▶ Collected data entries
* * *
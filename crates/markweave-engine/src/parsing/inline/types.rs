use crate::ast::{IdGenerator, NodeIndex, NodeKind, Tree};

/// An owned inline fragment produced by the inline parser and the scanners.
///
/// Fragments are materialized into the document [`Tree`](crate::ast::Tree)
/// once a paragraph closes, at which point each node receives its id.
#[derive(Debug, Clone, PartialEq, Eq)]
pub enum InlineNode {
    /// Plain text that isn't part of any special construct.
    Text(String),
    /// A code span (backtick-delimited). Content has its padding stripped.
    CodeSpan(String),
    /// A link with its rendered children (always a single `Text` for autolinks).
    Link {
        destination: String,
        title: Option<String>,
        children: Vec<InlineNode>,
    },
    /// The editor caret.
    Caret,
}

impl InlineNode {
    /// Builds the `Link` + `Text` pair every autolink scanner produces.
    pub fn autolink(destination: String, text: impl Into<String>) -> Self {
        InlineNode::Link {
            destination,
            title: None,
            children: vec![InlineNode::Text(text.into())],
        }
    }

    /// Appends this fragment (and its children) under `parent`, drawing a
    /// fresh id for every node.
    pub fn append_to(self, tree: &mut Tree, parent: NodeIndex, ids: &mut dyn IdGenerator) {
        let (kind, children) = match self {
            InlineNode::Text(s) => (NodeKind::Text(s), vec![]),
            InlineNode::CodeSpan(s) => (NodeKind::CodeSpan(s), vec![]),
            InlineNode::Caret => (NodeKind::Caret, vec![]),
            InlineNode::Link {
                destination,
                title,
                children,
            } => (NodeKind::Link { destination, title }, children),
        };
        let node = tree.append_new(parent, kind, ids.next_id());
        for child in children {
            child.append_to(tree, node, ids);
        }
    }
}
//! # Inline Kinds
//!
//! Marker types holding the delimiters and limits of each inline construct.
//!
//! ## Types
//!
//! - **`CodeSpan`**: `TICK = b'\`'` - raw zone that suppresses other parsing
//! - **`Autolink`**: `www.` prefix, `http://`/`mailto:` schemes, length limits
//! - **`Caret`**: the `‸` glyph editors use to mark the cursor
//!
//! Scanners in `autolink.rs` and `parser.rs` read their delimiters and limits
//! from these types.

pub mod autolink;
pub mod caret;
pub mod code_span;

pub use autolink::Autolink;
pub use caret::Caret;
pub use code_span::CodeSpan;
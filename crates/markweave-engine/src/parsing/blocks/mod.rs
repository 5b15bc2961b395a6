//! # Block Parsing
//!
//! Two-phase block parsing over a container stack.
//!
//! ## Parsing Phases
//!
//! 1. **Line Classification** (`classify`): each line becomes a `LineClass`
//!    holding local facts (span, blank status, tab-expanded text)
//!
//! 2. **Block Construction** (`builder`): a `BlockBuilder` keeps the stack of
//!    open containers and writes nodes into the document `Tree` as blocks
//!    open and close
//!
//! ## Modules
//!
//! - **`types`**: builder state (`ContainerFrame`, `OpenContainer`, `LeafState`)
//! - **`kinds`**: block-specific types with owned delimiters (BlockQuote, CodeFence, ListMarker)
//! - **`classify`**: `MarkdownLineClassifier` produces `LineClass` for each line
//! - **`open`**: `try_open_container` detection of container openers
//! - **`builder`**: `BlockBuilder` state machine for block construction
//!
//! ## Key Invariants
//!
//! - Nesting depth is unbounded (lists in blockquotes in lists, etc.)
//! - Fenced code blocks are raw zones: no block/inline parsing inside
//! - Every block node carries the byte span of the lines it was built from

pub mod builder;
pub mod classify;
pub mod kinds;
pub mod open;
pub mod types;

pub use builder::BlockBuilder;
pub use classify::{LineClass, MarkdownLineClassifier};
pub use types::ContainerFrame;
* * *
▶ Required action
Transcribe the entries above so that nothing in them differs from the original.

▶ Result of the exercise
filename crates/markweave-engine/src/parsing/inline/types.rs
use crate::ast::{IdGenerator, NodeIndex, NodeKind, Tree};

/// An owned inline fragment produced by the inline parser and the scanners.
///
/// Fragments are materialized into the document [`Tree`](crate::ast::Tree)
/// once a paragraph closes, at which point each node receives its id.
#[derive(Debug, Clone, PartialEq, Eq)]
pub enum InlineNode {
    /// Plain text that isn't part of any special construct.
    Text(String),
    /// A code span (backtick-delimited). Content has its padding stripped.
    CodeSpan(String),
    /// A link with its rendered children (always a single `Text` for autolinks).
    Link {
        destination: String,
        title: Option<String>,
        children: Vec<InlineNode>,
    },
    /// The editor caret.
    Caret,
}

impl InlineNode {
    /// Builds the `Link` + `Text` pair every autolink scanner produces.
    pub fn autolink(destination: String, text: impl Into<String>) -> Self {
        InlineNode::Link {
            destination,
            title: None,
            children: vec![InlineNode::Text(text.into())],
        }
    }

    /// Appends this fragment (and its children) under `parent`, drawing a
    /// fresh id for every node.
    pub fn append_to(self, tree: &mut Tree, parent: NodeIndex, ids: &mut dyn IdGenerator) {
        let (kind, children) = match self {
            InlineNode::Text(s) => (NodeKind::Text(s), vec![]),
            InlineNode::CodeSpan(s) => (NodeKind::CodeSpan(s), vec![]),
            InlineNode::Caret => (NodeKind::Caret, vec![]),
            InlineNode::Link {
                destination,
                title,
                children,
            } => (NodeKind::Link { destination, title }, children),
        };
        let node = tree.append_new(parent, kind, ids.next_id());
        for child in children {
            child.append_to(tree, node, ids);
        }
    }
}
//! # Inline Kinds
//!
//! Marker types holding the delimiters and limits of each inline construct.
//!
//! ## Types
//!
//! - **`CodeSpan`**: `TICK = b'\`'` - raw zone that suppresses other parsing
//! - **`Autolink`**: `www.` prefix, `http://`/`mailto:` schemes, length limits
//! - **`Caret`**: the `‸` glyph editors use to mark the cursor
//!
//! Scanners in `autolink.rs` and `parser.rs` read their delimiters and limits
//! from these types.

pub mod autolink;
pub mod caret;
pub mod code_span;

pub use autolink::Autolink;
pub use caret::Caret;
pub use code_span::CodeSpan;
filename crates/markweave-engine/src/parsing/blocks/mod.rs
repository 5b15bc2961b395a6
//! # Block Parsing
//!
//! Two-phase block parsing over a container stack.
//!
//! ## Parsing Phases
//!
//! 1. **Line Classification** (`classify`): each line becomes a `LineClass`
//!    holding local facts (span, blank status, tab-expanded text)
//!
//! 2. **Block Construction** (`builder`): a `BlockBuilder` keeps the stack of
//!    open containers and writes nodes into the document `Tree` as blocks
//!    open and close
//!
//! ## Modules
//!
//! - **`types`**: builder state (`ContainerFrame`, `OpenContainer`, `LeafState`)
//! - **`kinds`**: block-specific types with owned delimiters (BlockQuote, CodeFence, ListMarker)
//! - **`classify`**: `MarkdownLineClassifier` produces `LineClass` for each line
//! - **`open`**: `try_open_container` detection of container openers
//! - **`builder`**: `BlockBuilder` state machine for block construction
//!
//! ## Key Invariants
//!
//! - Nesting depth is unbounded (lists in blockquotes in lists, etc.)
//! - Fenced code blocks are raw zones: no block/inline parsing inside
//! - Every block node carries the byte span of the lines it was built from

pub mod builder;
pub mod classify;
pub mod kinds;
pub mod open;
pub mod types;

pub use builder::BlockBuilder;
pub use classify::{LineClass, MarkdownLineClassifier};
pub use types::ContainerFrame;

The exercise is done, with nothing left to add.